---- DATA IN THIS EXERCISE

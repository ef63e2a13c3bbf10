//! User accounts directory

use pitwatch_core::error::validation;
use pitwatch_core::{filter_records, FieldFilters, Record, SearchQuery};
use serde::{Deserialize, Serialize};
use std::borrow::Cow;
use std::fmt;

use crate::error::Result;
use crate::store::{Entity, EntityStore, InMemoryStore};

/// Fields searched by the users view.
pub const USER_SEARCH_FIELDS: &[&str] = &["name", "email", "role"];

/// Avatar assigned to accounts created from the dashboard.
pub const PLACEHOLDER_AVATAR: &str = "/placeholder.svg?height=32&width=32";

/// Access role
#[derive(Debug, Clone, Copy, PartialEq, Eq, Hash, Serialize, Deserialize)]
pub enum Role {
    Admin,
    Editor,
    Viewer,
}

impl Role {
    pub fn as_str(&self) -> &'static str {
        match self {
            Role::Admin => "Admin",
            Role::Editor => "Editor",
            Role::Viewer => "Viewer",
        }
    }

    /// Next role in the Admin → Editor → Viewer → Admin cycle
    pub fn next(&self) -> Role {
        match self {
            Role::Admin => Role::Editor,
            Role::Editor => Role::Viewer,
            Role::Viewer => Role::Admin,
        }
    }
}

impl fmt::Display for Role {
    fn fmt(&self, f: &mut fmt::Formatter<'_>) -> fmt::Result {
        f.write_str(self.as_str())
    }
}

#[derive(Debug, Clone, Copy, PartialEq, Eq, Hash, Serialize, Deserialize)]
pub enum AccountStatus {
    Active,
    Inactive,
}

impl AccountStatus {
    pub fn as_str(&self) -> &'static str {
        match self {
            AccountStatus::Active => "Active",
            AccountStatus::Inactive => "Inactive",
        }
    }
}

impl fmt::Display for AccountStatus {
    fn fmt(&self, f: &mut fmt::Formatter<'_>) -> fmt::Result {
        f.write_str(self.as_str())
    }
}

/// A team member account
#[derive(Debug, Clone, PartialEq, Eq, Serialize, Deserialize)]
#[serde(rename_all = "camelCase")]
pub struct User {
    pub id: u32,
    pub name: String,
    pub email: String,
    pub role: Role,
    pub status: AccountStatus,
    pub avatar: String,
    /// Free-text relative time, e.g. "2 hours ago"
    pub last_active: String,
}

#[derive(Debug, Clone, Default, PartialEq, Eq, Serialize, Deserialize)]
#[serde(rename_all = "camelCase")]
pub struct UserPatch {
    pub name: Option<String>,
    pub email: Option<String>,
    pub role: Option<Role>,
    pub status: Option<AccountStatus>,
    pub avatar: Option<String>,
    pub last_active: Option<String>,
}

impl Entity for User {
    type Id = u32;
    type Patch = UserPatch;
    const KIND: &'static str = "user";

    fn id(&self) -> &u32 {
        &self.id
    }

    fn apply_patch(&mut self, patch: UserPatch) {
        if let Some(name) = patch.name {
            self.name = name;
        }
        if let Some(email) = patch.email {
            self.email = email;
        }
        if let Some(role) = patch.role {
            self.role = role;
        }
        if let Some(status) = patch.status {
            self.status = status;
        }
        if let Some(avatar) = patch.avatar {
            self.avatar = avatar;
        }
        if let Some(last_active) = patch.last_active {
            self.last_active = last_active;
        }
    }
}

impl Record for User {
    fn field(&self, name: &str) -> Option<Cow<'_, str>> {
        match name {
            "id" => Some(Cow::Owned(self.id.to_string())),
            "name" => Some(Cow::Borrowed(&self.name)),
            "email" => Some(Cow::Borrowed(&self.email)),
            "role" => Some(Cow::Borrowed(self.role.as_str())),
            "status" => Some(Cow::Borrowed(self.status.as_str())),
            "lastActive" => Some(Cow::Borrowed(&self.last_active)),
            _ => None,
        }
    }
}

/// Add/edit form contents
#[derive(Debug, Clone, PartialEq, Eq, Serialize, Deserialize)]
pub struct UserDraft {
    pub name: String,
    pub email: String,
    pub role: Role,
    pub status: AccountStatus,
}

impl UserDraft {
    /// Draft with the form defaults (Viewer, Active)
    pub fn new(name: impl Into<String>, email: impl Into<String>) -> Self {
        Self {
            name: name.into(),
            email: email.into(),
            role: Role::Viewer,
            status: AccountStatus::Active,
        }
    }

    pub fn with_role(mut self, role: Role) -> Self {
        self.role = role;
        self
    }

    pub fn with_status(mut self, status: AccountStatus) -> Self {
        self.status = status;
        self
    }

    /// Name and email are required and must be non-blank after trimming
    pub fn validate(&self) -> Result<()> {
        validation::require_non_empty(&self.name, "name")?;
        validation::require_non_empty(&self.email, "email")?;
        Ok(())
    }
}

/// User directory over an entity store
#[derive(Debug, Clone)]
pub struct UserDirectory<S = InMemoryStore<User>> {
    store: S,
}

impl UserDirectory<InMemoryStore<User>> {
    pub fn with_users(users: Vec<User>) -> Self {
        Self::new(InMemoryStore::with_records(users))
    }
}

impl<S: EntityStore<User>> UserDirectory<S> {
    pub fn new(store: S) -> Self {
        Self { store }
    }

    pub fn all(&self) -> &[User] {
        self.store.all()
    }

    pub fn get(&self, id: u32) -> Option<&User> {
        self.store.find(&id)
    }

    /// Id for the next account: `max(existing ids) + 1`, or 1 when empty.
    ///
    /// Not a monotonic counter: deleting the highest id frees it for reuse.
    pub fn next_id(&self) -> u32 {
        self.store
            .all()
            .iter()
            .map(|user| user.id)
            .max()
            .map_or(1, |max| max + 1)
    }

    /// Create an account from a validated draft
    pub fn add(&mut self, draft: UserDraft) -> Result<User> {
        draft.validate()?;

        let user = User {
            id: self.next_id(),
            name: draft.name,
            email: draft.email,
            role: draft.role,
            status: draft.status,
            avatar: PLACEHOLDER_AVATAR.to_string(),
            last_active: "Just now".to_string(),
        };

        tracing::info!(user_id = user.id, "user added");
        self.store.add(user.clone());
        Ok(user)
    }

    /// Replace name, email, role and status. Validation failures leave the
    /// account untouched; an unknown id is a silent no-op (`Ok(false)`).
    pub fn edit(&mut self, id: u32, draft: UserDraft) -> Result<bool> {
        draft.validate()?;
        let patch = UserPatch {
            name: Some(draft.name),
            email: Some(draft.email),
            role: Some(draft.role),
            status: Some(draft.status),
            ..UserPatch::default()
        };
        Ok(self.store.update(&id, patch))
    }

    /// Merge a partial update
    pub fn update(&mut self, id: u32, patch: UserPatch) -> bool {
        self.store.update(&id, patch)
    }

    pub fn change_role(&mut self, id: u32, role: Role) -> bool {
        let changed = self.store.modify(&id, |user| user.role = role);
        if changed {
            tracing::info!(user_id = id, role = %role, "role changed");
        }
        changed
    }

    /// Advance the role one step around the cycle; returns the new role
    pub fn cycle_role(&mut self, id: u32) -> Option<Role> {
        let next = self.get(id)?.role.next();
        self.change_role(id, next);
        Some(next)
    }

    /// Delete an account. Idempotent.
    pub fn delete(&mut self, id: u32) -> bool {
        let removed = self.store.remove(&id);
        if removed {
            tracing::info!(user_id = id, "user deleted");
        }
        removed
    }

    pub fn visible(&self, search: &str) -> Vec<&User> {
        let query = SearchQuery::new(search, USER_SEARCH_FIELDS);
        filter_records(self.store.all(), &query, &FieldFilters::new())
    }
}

--------

**WORK INSTRUCTIONS:** Filter the records, keeping only lines that contain "FieldFilters", and show those lines.

**ANSWER SPACE:**
use pitwatch_core::{filter_records, FieldFilters, Record, SearchQuery};
        filter_records(self.store.all(), &query, &FieldFilters::new())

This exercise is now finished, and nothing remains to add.